There are many horror stories about shady realtors out to make a quick buck. With so many foreclosures and short sales on the market, it’s almost like the heady days of old. A shady realtor sees a newbie buyer and quickly shuffles him/her through a few properties, urging them to make a deal quickly before the next buyer comes along. Just think about the power of information that they have and you generally don’t. So, your home buying steps should always first include finding a reputable realtor to work with.
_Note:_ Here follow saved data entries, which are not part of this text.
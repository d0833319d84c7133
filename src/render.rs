//! Terminal and JSON presentation of a comparison outcome.

use std::fmt;

use facecmp_match::similarity;
use serde::Serialize;

use crate::session::ComparisonOutcome;

#[derive(Debug, Clone, PartialEq, Serialize)]
pub struct Report {
    pub images: Vec<ImageCard>,
    pub matrix: Vec<Vec<bool>>,
    pub distances: Vec<Vec<f64>>,
    pub matching_pairs: Vec<PairLine>,
    pub threshold: Option<ThresholdLine>,
    pub matches_found: usize,
    pub total_images: usize,
    /// Matrix row/column headings; empty slots sent to the service show as "(empty)".
    #[serde(skip)]
    pub row_labels: Vec<String>,
}

/// One image as shown to the user. Face numbers are 1-based slot numbers.
#[derive(Debug, Clone, PartialEq, Serialize)]
pub struct ImageCard {
    pub face: usize,
    pub url: String,
    pub has_match: bool,
    pub best_distance: Option<f64>,
    pub similarity: Option<f64>,
    pub matches: Vec<usize>,
    pub all_distances: Vec<f64>,
}

#[derive(Debug, Clone, PartialEq, Serialize)]
pub struct PairLine {
    pub first: usize,
    pub second: usize,
    pub distance: f64,
    pub similarity: f64,
}

#[derive(Debug, Clone, PartialEq, Serialize)]
pub struct ThresholdLine {
    pub distance: f64,
    /// `(1 - threshold) * 100`
    pub similarity_percent: f64,
}

impl Report {
    pub fn new(outcome: &ComparisonOutcome) -> Self {
        let face = |idx: usize| outcome.images[idx].slot + 1;

        let images: Vec<ImageCard> = outcome
            .images
            .iter()
            .zip(&outcome.summaries)
            .filter(|(img, _)| !img.url.is_empty())
            .map(|(img, summary)| ImageCard {
                face: img.slot + 1,
                url: img.url.clone(),
                has_match: summary.has_match,
                best_distance: summary.best_distance,
                similarity: summary.best_similarity(),
                matches: summary.matches.iter().map(|&j| face(j)).collect(),
                all_distances: summary.all_distances.clone(),
            })
            .collect();

        let matching_pairs = outcome
            .matrix
            .pairs()
            .into_iter()
            .map(|(i, j)| {
                let distance = outcome.distances.get(i, j);
                PairLine {
                    first: face(i),
                    second: face(j),
                    distance,
                    similarity: similarity(distance),
                }
            })
            .collect();

        let row_labels = outcome
            .images
            .iter()
            .map(|img| {
                if img.url.is_empty() {
                    "(empty)".to_string()
                } else {
                    format!("Face {}", img.slot + 1)
                }
            })
            .collect();

        Self {
            row_labels,
            matches_found: images.iter().filter(|c| c.has_match).count(),
            total_images: images.len(),
            images,
            matrix: outcome.matrix.to_rows(),
            distances: outcome.distances.to_rows(),
            matching_pairs,
            threshold: outcome.threshold.map(|distance| ThresholdLine {
                distance,
                similarity_percent: similarity(distance) * 100.0,
            }),
        }
    }
}

impl fmt::Display for Report {
    fn fmt(&self, f: &mut fmt::Formatter<'_>) -> fmt::Result {
        writeln!(f, "Comparison Results")?;
        writeln!(f)?;

        for card in &self.images {
            writeln!(f, "Face {}  {}", card.face, card.url)?;
            if card.has_match {
                writeln!(f, "  ✓ Match Found")?;
            } else {
                writeln!(f, "  ✗ No Match")?;
            }
            if let Some(sim) = card.similarity {
                writeln!(f, "  Similarity: {:.3}", sim)?;
            }
            for (partner, distance) in card.matches.iter().zip(&card.all_distances) {
                writeln!(
                    f,
                    "  matches Face {} (similarity {:.3})",
                    partner,
                    similarity(*distance)
                )?;
            }
        }

        if !self.matrix.is_empty() {
            writeln!(f)?;
            writeln!(f, "Match matrix")?;
            let labels = &self.row_labels;
            write!(f, "{:<9}", "")?;
            for label in labels {
                write!(f, "{:^9}", label)?;
            }
            writeln!(f)?;
            for (i, row) in self.matrix.iter().enumerate() {
                write!(f, "{:<9}", labels.get(i).map(String::as_str).unwrap_or(""))?;
                for (j, &hit) in row.iter().enumerate() {
                    let mark = match (i == j, hit) {
                        (true, _) => "—",
                        (false, true) => "✓",
                        (false, false) => "✗",
                    };
                    write!(f, "{:^9}", mark)?;
                }
                writeln!(f)?;
            }
        }

        writeln!(f)?;
        if self.matching_pairs.is_empty() {
            writeln!(f, "Matching pairs: none")?;
        } else {
            writeln!(f, "Matching pairs")?;
            for pair in &self.matching_pairs {
                writeln!(
                    f,
                    "  Face {} ↔ Face {}  similarity {:.3}",
                    pair.first, pair.second, pair.similarity
                )?;
            }
        }

        if let Some(threshold) = &self.threshold {
            writeln!(
                f,
                "Threshold: distance ≤ {:.3} (similarity ≥ {:.1}%)",
                threshold.distance, threshold.similarity_percent
            )?;
        }

        writeln!(f)?;
        writeln!(f, "Analysis Summary")?;
        writeln!(f, "  Matches Found: {}", self.matches_found)?;
        write!(f, "  Total Images:  {}", self.total_images)
    }
}
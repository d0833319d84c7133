pub mod aggregate;
pub mod matrix;

// Re-export commonly used types
pub use aggregate::{
    aggregate, aggregate_with, similarity, AggregateObserver, LogObserver, MatchSummary,
    NoopObserver,
};
pub use matrix::{ComparisonMatrix, DistanceMatrix, MatchError};
use std::io::{Read, Write};
use std::net::TcpListener;
use std::sync::mpsc::{self, Receiver};
use std::thread;

/// A request captured by [`serve_once`].
pub struct Captured {
    pub request_line: String,
    pub body: String,
}

/// Serve a single canned HTTP response on an ephemeral port.
///
/// Returns the base URL and a receiver yielding the request that was served.
pub fn serve_once(response: String) -> (String, Receiver<Captured>) {
    let listener = TcpListener::bind("127.0.0.1:0").unwrap();
    let addr = listener.local_addr().unwrap();
    let (tx, rx) = mpsc::channel();
    thread::spawn(move || {
        if let Ok((mut stream, _)) = listener.accept() {
            let raw = read_request(&mut stream);
            let _ = stream.write_all(response.as_bytes());
            let _ = stream.flush();
            let (head, body) = raw.split_once("\r\n\r\n").unwrap_or((raw.as_str(), ""));
            let _ = tx.send(Captured {
                request_line: head.lines().next().unwrap_or_default().to_string(),
                body: body.to_string(),
            });
        }
    });
    (format!("http://{}", addr), rx)
}

pub fn json_response(status: &str, body: &str) -> String {
    format!(
        "HTTP/1.1 {status}\r\nContent-Type: application/json\r\nContent-Length: {}\r\nConnection: close\r\n\r\n{body}",
        body.len()
    )
}

/// A base URL nothing is listening on.
pub fn dead_url() -> String {
    let listener = TcpListener::bind("127.0.0.1:0").unwrap();
    let addr = listener.local_addr().unwrap();
    drop(listener);
    format!("http://{}", addr)
}

fn read_request(stream: &mut impl Read) -> String {
    let mut data = Vec::new();
    let mut buf = [0u8; 4096];
    loop {
        let n = match stream.read(&mut buf) {
            Ok(0) | Err(_) => break,
            Ok(n) => n,
        };
        data.extend_from_slice(&buf[..n]);
        let text = String::from_utf8_lossy(&data);
        if let Some(end) = text.find("\r\n\r\n") {
            let wanted = content_length(&text[..end]);
            if data.len() >= end + 4 + wanted {
                break;
            }
        }
    }
    String::from_utf8_lossy(&data).into_owned()
}

fn content_length(head: &str) -> usize {
    head.lines()
        .filter_map(|line| line.split_once(':'))
        .find(|(name, _)| name.trim().eq_ignore_ascii_case("content-length"))
        .and_then(|(_, value)| value.trim().parse().ok())
        .unwrap_or(0)
}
Another step often overlooked by new home buyers is deciding where you want to live or own a home. Often homebuyers both experienced and not, are captivated by good looking homes. But, remember you can have the best home in a bad neighborhood. And, what do you still have? A bad neighborhood. Trust me, this one is a killer. Here’s the reason why. Unless the neighborhood is going through serious gentrification, the surrounding bad homes will keep the value of your home down … and likely for a long time. Remember what your mom or dad told you a long time ago … location, location, location.
Another of the home buying steps that many people miss is what’s happening in the community? For example, do you know the local politics, what types of permits are required to do renovations, how many rentals per homeowner ratio are allowed? Let’s take that first one. Local politics could mean that the people who make the decisions in your community resist homeowners adding too many bedrooms. How might that apply to you? You may want to add a 4th bedroom, but what if the local politics limits the bedrooms to three. What do you do?
Permits are other contentious issues for many communities. If you’re buying a foreclosure or short sale property, chances are the properties need some type of renovation. New home buyers and investors don’t necessarily bother to check local planning department requirements for permits. Some communities even require homeowners to get permits just to put in simple ceiling fans.
The issue of rentals to homeowners could be one that bites you. If you do not have this on your home buying steps and you plan to rent out the home that you buy, you should really look into your local city requirements. For example, you may be intending to rent out your new purchase. But, the city has imposed a limit of rentals to homeowners and you have exceeded that limit. Guess what? You’re stuck.
There is no one checklist that fits all, but having a guide for home buying steps is a good first start. There are plenty of people who have owned properties without an issue, but there are also those who have lost their shirts. Don’t be one of them.